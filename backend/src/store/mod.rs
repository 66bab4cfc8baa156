//! Persistence seams for user and tenant records.

pub mod rest;
pub mod sqlite;

use std::sync::Arc;

use async_trait::async_trait;
use chrono::{DateTime, Utc};
use gate_common::PermissionRow;

use crate::config::{Config, StoreBackend};
use crate::models::{NewTenantLogin, TenantLogin};

pub use rest::RestStore;
pub use sqlite::SqliteStore;

#[derive(Debug, thiserror::Error)]
pub enum StoreError {
    #[error("No matching row")]
    NotFound,
    #[error("Expected one row, found {0}")]
    MultipleRows(usize),
    #[error("Database error: {0}")]
    DatabaseError(String),
    #[error("IO error: {0}")]
    IoError(String),
    #[error("Store unreachable: {0}")]
    Transport(String),
    #[error("Store rejected request ({status}): {message}")]
    Rejected { status: u16, message: String },
    #[error("Malformed store response: {0}")]
    Decode(String),
}

/// Collapse a query result into the single expected row.
pub(crate) fn single<T>(mut rows: Vec<T>) -> Result<T, StoreError> {
    match rows.len() {
        0 => Err(StoreError::NotFound),
        1 => Ok(rows.remove(0)),
        n => Err(StoreError::MultipleRows(n)),
    }
}

/// Zero or one row; more is an error.
pub(crate) fn optional<T>(rows: Vec<T>) -> Result<Option<T>, StoreError> {
    match single(rows) {
        Ok(row) => Ok(Some(row)),
        Err(StoreError::NotFound) => Ok(None),
        Err(e) => Err(e),
    }
}

/// Read access to the `users` table.
#[cfg_attr(test, mockall::automock)]
#[async_trait]
pub trait UserStore: Send + Sync {
    /// `permission` of the single user row with `id = user_id`.
    async fn fetch_permission(&self, user_id: &str) -> Result<PermissionRow, StoreError>;
}

/// Which tenant lookup key to match.
#[derive(Debug, Clone, Copy, PartialEq, Eq)]
pub enum TenantKey<'a> {
    Id(&'a str),
    Email(&'a str),
    ContractorId(&'a str),
    InviteToken(&'a str),
    ResetToken(&'a str),
}

impl<'a> TenantKey<'a> {
    pub fn column(&self) -> &'static str {
        match self {
            TenantKey::Id(_) => "id",
            TenantKey::Email(_) => "email",
            TenantKey::ContractorId(_) => "contractor_id",
            TenantKey::InviteToken(_) => "invite_token",
            TenantKey::ResetToken(_) => "reset_token",
        }
    }

    pub fn value(&self) -> &'a str {
        match self {
            TenantKey::Id(v)
            | TenantKey::Email(v)
            | TenantKey::ContractorId(v)
            | TenantKey::InviteToken(v)
            | TenantKey::ResetToken(v) => v,
        }
    }
}

/// A one-time token the row must still hold for an update to apply.
#[derive(Debug, Clone, PartialEq, Eq)]
pub enum OneTimeToken {
    Invite(String),
    Reset(String),
}

impl OneTimeToken {
    pub fn column(&self) -> &'static str {
        match self {
            OneTimeToken::Invite(_) => "invite_token",
            OneTimeToken::Reset(_) => "reset_token",
        }
    }

    pub fn value(&self) -> &str {
        match self {
            OneTimeToken::Invite(v) | OneTimeToken::Reset(v) => v,
        }
    }
}

/// Field changes applied to one tenant login.
#[derive(Debug, Clone, Default)]
pub struct TenantUpdate {
    /// Apply only while the row still holds this token.
    pub require_token: Option<OneTimeToken>,
    pub password_hash: Option<String>,
    pub enabled: Option<bool>,
    pub clear_invite: bool,
    pub clear_reset: bool,
    pub reset: Option<(String, DateTime<Utc>)>,
    pub last_login_at: Option<DateTime<Utc>>,
}

/// Read/write access to the `tenant_logins` table.
#[async_trait]
pub trait TenantStore: Send + Sync {
    async fn find_tenant(&self, key: TenantKey<'_>) -> Result<Option<TenantLogin>, StoreError>;

    async fn insert_tenant(&self, login: &NewTenantLogin) -> Result<TenantLogin, StoreError>;

    /// Returns `false` when no login has this id, or it no longer holds
    /// `update.require_token`.
    async fn update_tenant(&self, id: &str, update: &TenantUpdate) -> Result<bool, StoreError>;
}

/// The user and tenant stores of one backend.
#[derive(Clone)]
pub struct Stores {
    pub users: Arc<dyn UserStore>,
    pub tenants: Arc<dyn TenantStore>,
}

impl Stores {
    /// Serve both tables from the same backend instance.
    pub fn shared<S>(store: Arc<S>) -> Self
    where
        S: UserStore + TenantStore + 'static,
    {
        Self {
            users: store.clone(),
            tenants: store,
        }
    }
}

/// Open the backend selected by `config.database.backend`.
pub fn open(config: &Config) -> Result<Stores, StoreError> {
    match config.database.backend {
        StoreBackend::Sqlite => Ok(Stores::shared(Arc::new(SqliteStore::new(&config.database.url)?))),
        StoreBackend::Rest => {
            let key = config.database.service_role_key.as_deref().unwrap_or_default();
            Ok(Stores::shared(Arc::new(RestStore::new(&config.rest_url(), key))))
        }
    }
}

───

### Task to carry out
Using the listing above, print every entry verbatim.

### Answer box
filename backend/src/store/mod.rs
repository 66bab4cfc8baa156
//! Persistence seams for user and tenant records.

pub mod rest;
pub mod sqlite;

use std::sync::Arc;

use async_trait::async_trait;
use chrono::{DateTime, Utc};
use gate_common::PermissionRow;

use crate::config::{Config, StoreBackend};
use crate::models::{NewTenantLogin, TenantLogin};

pub use rest::RestStore;
pub use sqlite::SqliteStore;

#[derive(Debug, thiserror::Error)]
pub enum StoreError {
    #[error("No matching row")]
    NotFound,
    #[error("Expected one row, found {0}")]
    MultipleRows(usize),
    #[error("Database error: {0}")]
    DatabaseError(String),
    #[error("IO error: {0}")]
    IoError(String),
    #[error("Store unreachable: {0}")]
    Transport(String),
    #[error("Store rejected request ({status}): {message}")]
    Rejected { status: u16, message: String },
    #[error("Malformed store response: {0}")]
    Decode(String),
}

/// Collapse a query result into the single expected row.
pub(crate) fn single<T>(mut rows: Vec<T>) -> Result<T, StoreError> {
    match rows.len() {
        0 => Err(StoreError::NotFound),
        1 => Ok(rows.remove(0)),
        n => Err(StoreError::MultipleRows(n)),
    }
}

/// Zero or one row; more is an error.
pub(crate) fn optional<T>(rows: Vec<T>) -> Result<Option<T>, StoreError> {
    match single(rows) {
        Ok(row) => Ok(Some(row)),
        Err(StoreError::NotFound) => Ok(None),
        Err(e) => Err(e),
    }
}

/// Read access to the `users` table.
#[cfg_attr(test, mockall::automock)]
#[async_trait]
pub trait UserStore: Send + Sync {
    /// `permission` of the single user row with `id = user_id`.
    async fn fetch_permission(&self, user_id: &str) -> Result<PermissionRow, StoreError>;
}

/// Which tenant lookup key to match.
#[derive(Debug, Clone, Copy, PartialEq, Eq)]
pub enum TenantKey<'a> {
    Id(&'a str),
    Email(&'a str),
    ContractorId(&'a str),
    InviteToken(&'a str),
    ResetToken(&'a str),
}

impl<'a> TenantKey<'a> {
    pub fn column(&self) -> &'static str {
        match self {
            TenantKey::Id(_) => "id",
            TenantKey::Email(_) => "email",
            TenantKey::ContractorId(_) => "contractor_id",
            TenantKey::InviteToken(_) => "invite_token",
            TenantKey::ResetToken(_) => "reset_token",
        }
    }

    pub fn value(&self) -> &'a str {
        match self {
            TenantKey::Id(v)
            | TenantKey::Email(v)
            | TenantKey::ContractorId(v)
            | TenantKey::InviteToken(v)
            | TenantKey::ResetToken(v) => v,
        }
    }
}

/// A one-time token the row must still hold for an update to apply.
#[derive(Debug, Clone, PartialEq, Eq)]
pub enum OneTimeToken {
    Invite(String),
    Reset(String),
}

impl OneTimeToken {
    pub fn column(&self) -> &'static str {
        match self {
            OneTimeToken::Invite(_) => "invite_token",
            OneTimeToken::Reset(_) => "reset_token",
        }
    }

    pub fn value(&self) -> &str {
        match self {
            OneTimeToken::Invite(v) | OneTimeToken::Reset(v) => v,
        }
    }
}

/// Field changes applied to one tenant login.
#[derive(Debug, Clone, Default)]
pub struct TenantUpdate {
    /// Apply only while the row still holds this token.
    pub require_token: Option<OneTimeToken>,
    pub password_hash: Option<String>,
    pub enabled: Option<bool>,
    pub clear_invite: bool,
    pub clear_reset: bool,
    pub reset: Option<(String, DateTime<Utc>)>,
    pub last_login_at: Option<DateTime<Utc>>,
}

/// Read/write access to the `tenant_logins` table.
#[async_trait]
pub trait TenantStore: Send + Sync {
    async fn find_tenant(&self, key: TenantKey<'_>) -> Result<Option<TenantLogin>, StoreError>;

    async fn insert_tenant(&self, login: &NewTenantLogin) -> Result<TenantLogin, StoreError>;

    /// Returns `false` when no login has this id, or it no longer holds
    /// `update.require_token`.
    async fn update_tenant(&self, id: &str, update: &TenantUpdate) -> Result<bool, StoreError>;
}

/// The user and tenant stores of one backend.
#[derive(Clone)]
pub struct Stores {
    pub users: Arc<dyn UserStore>,
    pub tenants: Arc<dyn TenantStore>,
}

impl Stores {
    /// Serve both tables from the same backend instance.
    pub fn shared<S>(store: Arc<S>) -> Self
    where
        S: UserStore + TenantStore + 'static,
    {
        Self {
            users: store.clone(),
            tenants: store,
        }
    }
}

/// Open the backend selected by `config.database.backend`.
pub fn open(config: &Config) -> Result<Stores, StoreError> {
    match config.database.backend {
        StoreBackend::Sqlite => Ok(Stores::shared(Arc::new(SqliteStore::new(&config.database.url)?))),
        StoreBackend::Rest => {
            let key = config.database.service_role_key.as_deref().unwrap_or_default();
            Ok(Stores::shared(Arc::new(RestStore::new(&config.rest_url(), key))))
        }
    }
}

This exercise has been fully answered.